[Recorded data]
----

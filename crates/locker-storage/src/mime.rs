//! MIME type guessing from file extensions.

/// Guess a MIME type from the extension of `path`.
pub fn mime_from_path(path: &str) -> Option<String> {
    let file_name = path.rsplit('/').next().unwrap_or(path);
    let (_, ext) = file_name.rsplit_once('.')?;
    let mime = match ext.to_ascii_lowercase().as_str() {
        "txt" => "text/plain",
        "csv" => "text/csv",
        "html" | "htm" => "text/html",
        "json" => "application/json",
        "xml" => "application/xml",
        "pdf" => "application/pdf",
        "zip" => "application/zip",
        "png" => "image/png",
        "jpg" | "jpeg" => "image/jpeg",
        "gif" => "image/gif",
        "webp" => "image/webp",
        "heic" => "image/heic",
        "tif" | "tiff" => "image/tiff",
        "svg" => "image/svg+xml",
        "doc" => "application/msword",
        "docx" => "application/vnd.openxmlformats-officedocument.wordprocessingml.document",
        "xls" => "application/vnd.ms-excel",
        "xlsx" => "application/vnd.openxmlformats-officedocument.spreadsheetml.sheet",
        "ppt" => "application/vnd.ms-powerpoint",
        "pptx" => "application/vnd.openxmlformats-officedocument.presentationml.presentation",
        "odt" => "application/vnd.oasis.opendocument.text",
        "rtf" => "application/rtf",
        _ => return None,
    };
    Some(mime.to_string())
}

#[cfg(test)]
mod tests {
    use super::*;

    #[test]
    fn test_mime_detection() {
        assert_eq!(mime_from_path("u/1_legal_lease.pdf"), Some("application/pdf".into()));
        assert_eq!(mime_from_path("scan.PNG"), Some("image/png".into()));
        assert_eq!(mime_from_path("noext"), None);
        assert_eq!(mime_from_path("dir.d/noext"), None);
    }
}
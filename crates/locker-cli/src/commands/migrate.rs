//! Database migration management commands.

use clap::{Args, Subcommand};

use crate::output;
use locker_core::config::AppConfig;
use locker_core::error::AppError;

/// Arguments for the migrate command
#[derive(Debug, Args)]
pub struct MigrateArgs {
    /// Migration subcommand
    #[command(subcommand)]
    pub command: MigrateCommand,
}

/// Migration subcommands
#[derive(Debug, Subcommand)]
pub enum MigrateCommand {
    /// Run all pending migrations
    Run,
}

/// Execute migration commands
pub async fn execute(args: &MigrateArgs, config: &AppConfig) -> Result<(), AppError> {
    let db = super::connect_db(config).await?;

    match &args.command {
        MigrateCommand::Run => {
            println!("Running database migrations...");
            db.migrate().await?;
            output::print_success("All migrations applied successfully.");
        }
    }

    db.close().await;
    Ok(())
}
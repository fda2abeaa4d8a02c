//! Document domain entities.

pub mod model;
pub mod path;

pub use model::DocumentEntry;
pub use path::{DocumentPath, sanitize_file_name};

----

About this exercise:
Each line above that contains "Debug" counts once; report the total of such lines and nothing more.

Task response:
2